Dataset entries:
========================

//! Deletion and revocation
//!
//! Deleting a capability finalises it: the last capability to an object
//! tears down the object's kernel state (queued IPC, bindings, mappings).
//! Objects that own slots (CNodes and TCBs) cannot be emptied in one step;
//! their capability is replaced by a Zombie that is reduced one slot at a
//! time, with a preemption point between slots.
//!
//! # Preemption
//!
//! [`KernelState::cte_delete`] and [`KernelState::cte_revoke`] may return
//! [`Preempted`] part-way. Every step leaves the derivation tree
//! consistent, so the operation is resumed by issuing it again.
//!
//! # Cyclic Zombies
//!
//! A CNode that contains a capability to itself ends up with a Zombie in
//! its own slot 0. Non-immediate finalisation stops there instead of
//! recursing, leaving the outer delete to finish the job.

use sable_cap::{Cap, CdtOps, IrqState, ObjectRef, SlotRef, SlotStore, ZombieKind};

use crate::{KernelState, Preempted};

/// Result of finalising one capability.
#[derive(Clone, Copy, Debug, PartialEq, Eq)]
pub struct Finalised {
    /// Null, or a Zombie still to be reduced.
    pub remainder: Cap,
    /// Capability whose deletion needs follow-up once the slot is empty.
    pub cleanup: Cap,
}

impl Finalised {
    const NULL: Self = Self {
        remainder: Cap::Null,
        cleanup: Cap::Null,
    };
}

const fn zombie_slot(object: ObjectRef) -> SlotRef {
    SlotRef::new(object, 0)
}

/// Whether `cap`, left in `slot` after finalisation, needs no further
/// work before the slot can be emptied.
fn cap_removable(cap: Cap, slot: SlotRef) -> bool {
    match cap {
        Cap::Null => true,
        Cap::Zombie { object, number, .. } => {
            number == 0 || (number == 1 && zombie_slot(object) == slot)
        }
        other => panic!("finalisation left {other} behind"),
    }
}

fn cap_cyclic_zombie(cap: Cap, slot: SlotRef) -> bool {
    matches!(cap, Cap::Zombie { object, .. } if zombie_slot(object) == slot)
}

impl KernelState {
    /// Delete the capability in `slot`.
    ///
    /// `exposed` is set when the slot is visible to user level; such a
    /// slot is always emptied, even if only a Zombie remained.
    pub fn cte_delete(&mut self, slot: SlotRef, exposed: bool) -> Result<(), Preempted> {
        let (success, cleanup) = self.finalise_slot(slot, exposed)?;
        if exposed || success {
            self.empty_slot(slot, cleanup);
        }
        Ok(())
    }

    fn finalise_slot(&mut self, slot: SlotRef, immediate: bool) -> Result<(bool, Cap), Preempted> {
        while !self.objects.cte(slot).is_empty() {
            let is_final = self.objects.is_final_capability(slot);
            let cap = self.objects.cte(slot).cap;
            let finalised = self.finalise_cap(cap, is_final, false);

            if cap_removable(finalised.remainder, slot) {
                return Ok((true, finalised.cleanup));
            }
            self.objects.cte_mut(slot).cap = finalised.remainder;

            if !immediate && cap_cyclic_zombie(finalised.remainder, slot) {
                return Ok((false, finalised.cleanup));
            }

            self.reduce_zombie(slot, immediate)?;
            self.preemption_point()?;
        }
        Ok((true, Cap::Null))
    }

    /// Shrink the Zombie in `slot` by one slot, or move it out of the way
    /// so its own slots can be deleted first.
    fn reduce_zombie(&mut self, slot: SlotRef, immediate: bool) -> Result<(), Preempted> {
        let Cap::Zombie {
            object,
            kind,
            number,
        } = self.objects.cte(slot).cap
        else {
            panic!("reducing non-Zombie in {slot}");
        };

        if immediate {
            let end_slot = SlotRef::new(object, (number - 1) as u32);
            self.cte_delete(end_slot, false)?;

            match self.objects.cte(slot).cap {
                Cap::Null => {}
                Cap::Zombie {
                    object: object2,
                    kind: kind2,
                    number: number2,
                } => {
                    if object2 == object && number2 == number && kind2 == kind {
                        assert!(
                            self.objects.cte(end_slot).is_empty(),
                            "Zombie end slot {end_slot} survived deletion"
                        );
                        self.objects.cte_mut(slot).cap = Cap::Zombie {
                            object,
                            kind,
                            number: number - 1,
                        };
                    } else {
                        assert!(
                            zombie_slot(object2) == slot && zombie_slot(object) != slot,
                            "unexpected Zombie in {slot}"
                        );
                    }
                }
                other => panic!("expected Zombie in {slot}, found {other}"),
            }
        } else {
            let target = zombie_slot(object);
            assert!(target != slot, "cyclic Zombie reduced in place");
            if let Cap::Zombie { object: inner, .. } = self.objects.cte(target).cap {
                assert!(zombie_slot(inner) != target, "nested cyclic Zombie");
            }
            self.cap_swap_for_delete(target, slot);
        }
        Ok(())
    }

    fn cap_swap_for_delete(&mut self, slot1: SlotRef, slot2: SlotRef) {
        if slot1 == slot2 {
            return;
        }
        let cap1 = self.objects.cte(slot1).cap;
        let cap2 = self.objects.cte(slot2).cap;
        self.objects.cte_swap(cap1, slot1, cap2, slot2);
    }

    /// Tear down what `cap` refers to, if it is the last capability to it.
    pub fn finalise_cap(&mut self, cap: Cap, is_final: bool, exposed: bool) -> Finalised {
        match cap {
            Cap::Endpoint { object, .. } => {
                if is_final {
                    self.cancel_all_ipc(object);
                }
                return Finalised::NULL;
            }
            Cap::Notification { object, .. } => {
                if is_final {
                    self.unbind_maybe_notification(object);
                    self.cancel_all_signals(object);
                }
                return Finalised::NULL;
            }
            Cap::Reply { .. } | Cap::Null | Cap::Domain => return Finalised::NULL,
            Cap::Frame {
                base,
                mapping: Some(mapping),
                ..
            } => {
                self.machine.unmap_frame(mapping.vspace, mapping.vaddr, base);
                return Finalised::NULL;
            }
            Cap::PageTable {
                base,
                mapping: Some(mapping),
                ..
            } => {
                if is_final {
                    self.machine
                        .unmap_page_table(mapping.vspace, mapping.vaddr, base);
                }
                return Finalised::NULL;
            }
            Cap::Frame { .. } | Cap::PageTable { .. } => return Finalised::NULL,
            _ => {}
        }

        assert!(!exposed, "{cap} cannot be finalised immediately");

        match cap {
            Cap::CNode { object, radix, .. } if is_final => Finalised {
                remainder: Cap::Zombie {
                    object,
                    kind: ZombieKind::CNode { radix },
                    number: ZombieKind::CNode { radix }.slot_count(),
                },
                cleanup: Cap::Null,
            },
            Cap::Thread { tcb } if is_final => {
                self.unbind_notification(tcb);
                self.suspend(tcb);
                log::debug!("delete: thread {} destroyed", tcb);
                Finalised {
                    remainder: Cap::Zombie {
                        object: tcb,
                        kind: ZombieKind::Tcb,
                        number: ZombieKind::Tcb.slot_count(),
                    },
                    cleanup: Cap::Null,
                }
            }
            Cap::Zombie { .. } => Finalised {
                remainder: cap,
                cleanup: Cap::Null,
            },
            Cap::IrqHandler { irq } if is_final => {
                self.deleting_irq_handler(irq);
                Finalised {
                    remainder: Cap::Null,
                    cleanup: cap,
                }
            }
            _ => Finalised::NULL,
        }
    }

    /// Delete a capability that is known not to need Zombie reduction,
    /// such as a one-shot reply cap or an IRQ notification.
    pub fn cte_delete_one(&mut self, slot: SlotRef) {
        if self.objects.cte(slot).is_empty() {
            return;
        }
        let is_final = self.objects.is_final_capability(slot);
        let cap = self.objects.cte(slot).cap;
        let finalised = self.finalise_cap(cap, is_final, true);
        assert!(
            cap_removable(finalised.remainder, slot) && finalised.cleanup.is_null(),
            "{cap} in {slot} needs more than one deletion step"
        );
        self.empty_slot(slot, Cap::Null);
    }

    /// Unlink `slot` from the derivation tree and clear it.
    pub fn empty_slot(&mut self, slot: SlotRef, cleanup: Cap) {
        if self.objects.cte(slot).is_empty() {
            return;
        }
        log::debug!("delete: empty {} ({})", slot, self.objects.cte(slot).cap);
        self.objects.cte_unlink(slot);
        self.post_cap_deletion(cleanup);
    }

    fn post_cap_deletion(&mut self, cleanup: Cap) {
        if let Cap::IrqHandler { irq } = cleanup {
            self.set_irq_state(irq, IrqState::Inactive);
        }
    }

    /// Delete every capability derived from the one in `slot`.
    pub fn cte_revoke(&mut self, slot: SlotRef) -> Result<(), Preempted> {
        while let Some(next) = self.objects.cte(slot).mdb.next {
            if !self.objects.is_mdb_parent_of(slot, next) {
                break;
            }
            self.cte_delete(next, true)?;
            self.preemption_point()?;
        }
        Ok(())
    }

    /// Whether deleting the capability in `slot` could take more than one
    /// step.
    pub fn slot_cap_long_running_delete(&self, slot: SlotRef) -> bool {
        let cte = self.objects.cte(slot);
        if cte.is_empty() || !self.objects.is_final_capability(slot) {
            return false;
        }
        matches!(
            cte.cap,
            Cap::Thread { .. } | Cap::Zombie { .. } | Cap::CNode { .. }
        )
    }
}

========================

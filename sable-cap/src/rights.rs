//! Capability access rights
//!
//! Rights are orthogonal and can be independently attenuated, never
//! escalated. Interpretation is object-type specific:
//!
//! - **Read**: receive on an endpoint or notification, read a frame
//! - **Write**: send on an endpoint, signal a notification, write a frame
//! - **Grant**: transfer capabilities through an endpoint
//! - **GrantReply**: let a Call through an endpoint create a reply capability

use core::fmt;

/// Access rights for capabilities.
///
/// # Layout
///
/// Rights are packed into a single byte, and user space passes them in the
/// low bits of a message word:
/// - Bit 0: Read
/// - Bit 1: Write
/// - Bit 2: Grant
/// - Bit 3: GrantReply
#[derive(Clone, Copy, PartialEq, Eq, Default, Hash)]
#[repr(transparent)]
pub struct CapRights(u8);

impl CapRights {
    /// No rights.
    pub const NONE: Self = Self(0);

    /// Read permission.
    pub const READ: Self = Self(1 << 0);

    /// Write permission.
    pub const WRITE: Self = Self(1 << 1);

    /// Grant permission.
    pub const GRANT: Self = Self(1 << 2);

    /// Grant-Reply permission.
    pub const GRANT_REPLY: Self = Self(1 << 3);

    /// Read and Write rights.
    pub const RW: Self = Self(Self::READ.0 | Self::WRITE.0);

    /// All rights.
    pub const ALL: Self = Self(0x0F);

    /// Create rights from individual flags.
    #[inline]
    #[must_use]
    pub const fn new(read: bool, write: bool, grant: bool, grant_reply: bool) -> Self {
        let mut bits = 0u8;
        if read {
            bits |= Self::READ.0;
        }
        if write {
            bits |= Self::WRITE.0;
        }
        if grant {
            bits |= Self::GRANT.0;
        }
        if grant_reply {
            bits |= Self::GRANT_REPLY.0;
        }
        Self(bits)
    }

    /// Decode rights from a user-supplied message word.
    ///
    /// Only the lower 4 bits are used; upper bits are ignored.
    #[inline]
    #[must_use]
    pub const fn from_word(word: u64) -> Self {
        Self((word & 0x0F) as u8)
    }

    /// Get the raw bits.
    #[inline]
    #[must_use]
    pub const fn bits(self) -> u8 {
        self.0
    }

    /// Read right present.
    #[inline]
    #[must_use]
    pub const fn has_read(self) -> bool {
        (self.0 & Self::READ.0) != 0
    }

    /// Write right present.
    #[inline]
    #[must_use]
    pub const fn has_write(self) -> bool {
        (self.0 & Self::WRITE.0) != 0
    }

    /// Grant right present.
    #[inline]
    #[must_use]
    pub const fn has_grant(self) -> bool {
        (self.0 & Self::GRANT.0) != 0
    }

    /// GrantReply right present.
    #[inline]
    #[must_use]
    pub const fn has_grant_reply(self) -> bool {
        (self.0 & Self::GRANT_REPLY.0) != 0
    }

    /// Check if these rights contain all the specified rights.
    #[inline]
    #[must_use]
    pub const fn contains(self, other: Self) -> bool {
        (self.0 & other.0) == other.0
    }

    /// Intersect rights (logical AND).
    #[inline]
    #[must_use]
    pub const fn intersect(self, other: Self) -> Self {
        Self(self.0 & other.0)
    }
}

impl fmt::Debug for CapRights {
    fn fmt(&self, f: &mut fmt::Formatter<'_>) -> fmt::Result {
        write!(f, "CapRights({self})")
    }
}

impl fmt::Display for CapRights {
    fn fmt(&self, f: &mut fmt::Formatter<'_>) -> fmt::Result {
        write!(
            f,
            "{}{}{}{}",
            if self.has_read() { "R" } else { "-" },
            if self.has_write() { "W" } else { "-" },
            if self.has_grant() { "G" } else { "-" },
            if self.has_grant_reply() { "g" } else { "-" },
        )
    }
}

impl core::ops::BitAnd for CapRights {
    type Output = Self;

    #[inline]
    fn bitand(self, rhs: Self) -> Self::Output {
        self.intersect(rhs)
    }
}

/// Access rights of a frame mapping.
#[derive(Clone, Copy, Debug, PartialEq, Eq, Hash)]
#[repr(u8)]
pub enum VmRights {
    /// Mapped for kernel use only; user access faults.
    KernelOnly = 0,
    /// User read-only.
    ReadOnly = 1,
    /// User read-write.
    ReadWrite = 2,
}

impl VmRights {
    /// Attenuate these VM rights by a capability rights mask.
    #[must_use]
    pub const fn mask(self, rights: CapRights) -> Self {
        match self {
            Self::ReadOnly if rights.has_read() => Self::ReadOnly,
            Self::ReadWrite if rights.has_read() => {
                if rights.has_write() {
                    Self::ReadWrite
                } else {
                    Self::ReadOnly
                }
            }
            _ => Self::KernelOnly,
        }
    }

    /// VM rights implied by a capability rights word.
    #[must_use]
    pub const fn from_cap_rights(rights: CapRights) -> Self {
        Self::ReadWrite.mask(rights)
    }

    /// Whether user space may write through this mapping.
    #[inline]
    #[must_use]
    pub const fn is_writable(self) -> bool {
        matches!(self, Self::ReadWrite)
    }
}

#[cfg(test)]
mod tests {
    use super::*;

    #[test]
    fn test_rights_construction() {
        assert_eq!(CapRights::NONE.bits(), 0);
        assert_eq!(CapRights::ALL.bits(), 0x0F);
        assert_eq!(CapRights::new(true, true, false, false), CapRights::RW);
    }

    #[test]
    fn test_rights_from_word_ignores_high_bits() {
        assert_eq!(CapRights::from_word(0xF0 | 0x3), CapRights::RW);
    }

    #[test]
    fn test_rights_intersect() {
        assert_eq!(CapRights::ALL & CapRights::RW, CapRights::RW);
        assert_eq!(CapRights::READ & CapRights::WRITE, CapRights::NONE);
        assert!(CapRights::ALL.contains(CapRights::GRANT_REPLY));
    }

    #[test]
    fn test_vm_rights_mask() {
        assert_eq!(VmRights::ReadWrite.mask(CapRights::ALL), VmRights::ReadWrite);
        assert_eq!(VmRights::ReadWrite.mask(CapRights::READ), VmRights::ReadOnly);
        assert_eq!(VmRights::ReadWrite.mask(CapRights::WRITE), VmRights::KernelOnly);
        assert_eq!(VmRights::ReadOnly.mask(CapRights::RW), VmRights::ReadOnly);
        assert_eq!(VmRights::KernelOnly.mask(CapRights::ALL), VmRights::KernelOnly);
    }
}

========================

Give back exactly the lines above starting at the line where "Deletion and revocation" appears and ending at the line where "a Zombie remained." appears, both included, with no other lines.

Exercise result —
//! Deletion and revocation
//!
//! Deleting a capability finalises it: the last capability to an object
//! tears down the object's kernel state (queued IPC, bindings, mappings).
//! Objects that own slots (CNodes and TCBs) cannot be emptied in one step;
//! their capability is replaced by a Zombie that is reduced one slot at a
//! time, with a preemption point between slots.
//!
//! # Preemption
//!
//! [`KernelState::cte_delete`] and [`KernelState::cte_revoke`] may return
//! [`Preempted`] part-way. Every step leaves the derivation tree
//! consistent, so the operation is resumed by issuing it again.
//!
//! # Cyclic Zombies
//!
//! A CNode that contains a capability to itself ends up with a Zombie in
//! its own slot 0. Non-immediate finalisation stops there instead of
//! recursing, leaving the outer delete to finish the job.

use sable_cap::{Cap, CdtOps, IrqState, ObjectRef, SlotRef, SlotStore, ZombieKind};

use crate::{KernelState, Preempted};

/// Result of finalising one capability.
#[derive(Clone, Copy, Debug, PartialEq, Eq)]
pub struct Finalised {
    /// Null, or a Zombie still to be reduced.
    pub remainder: Cap,
    /// Capability whose deletion needs follow-up once the slot is empty.
    pub cleanup: Cap,
}

impl Finalised {
    const NULL: Self = Self {
        remainder: Cap::Null,
        cleanup: Cap::Null,
    };
}

const fn zombie_slot(object: ObjectRef) -> SlotRef {
    SlotRef::new(object, 0)
}

/// Whether `cap`, left in `slot` after finalisation, needs no further
/// work before the slot can be emptied.
fn cap_removable(cap: Cap, slot: SlotRef) -> bool {
    match cap {
        Cap::Null => true,
        Cap::Zombie { object, number, .. } => {
            number == 0 || (number == 1 && zombie_slot(object) == slot)
        }
        other => panic!("finalisation left {other} behind"),
    }
}

fn cap_cyclic_zombie(cap: Cap, slot: SlotRef) -> bool {
    matches!(cap, Cap::Zombie { object, .. } if zombie_slot(object) == slot)
}

impl KernelState {
    /// Delete the capability in `slot`.
    ///
    /// `exposed` is set when the slot is visible to user level; such a
    /// slot is always emptied, even if only a Zombie remained.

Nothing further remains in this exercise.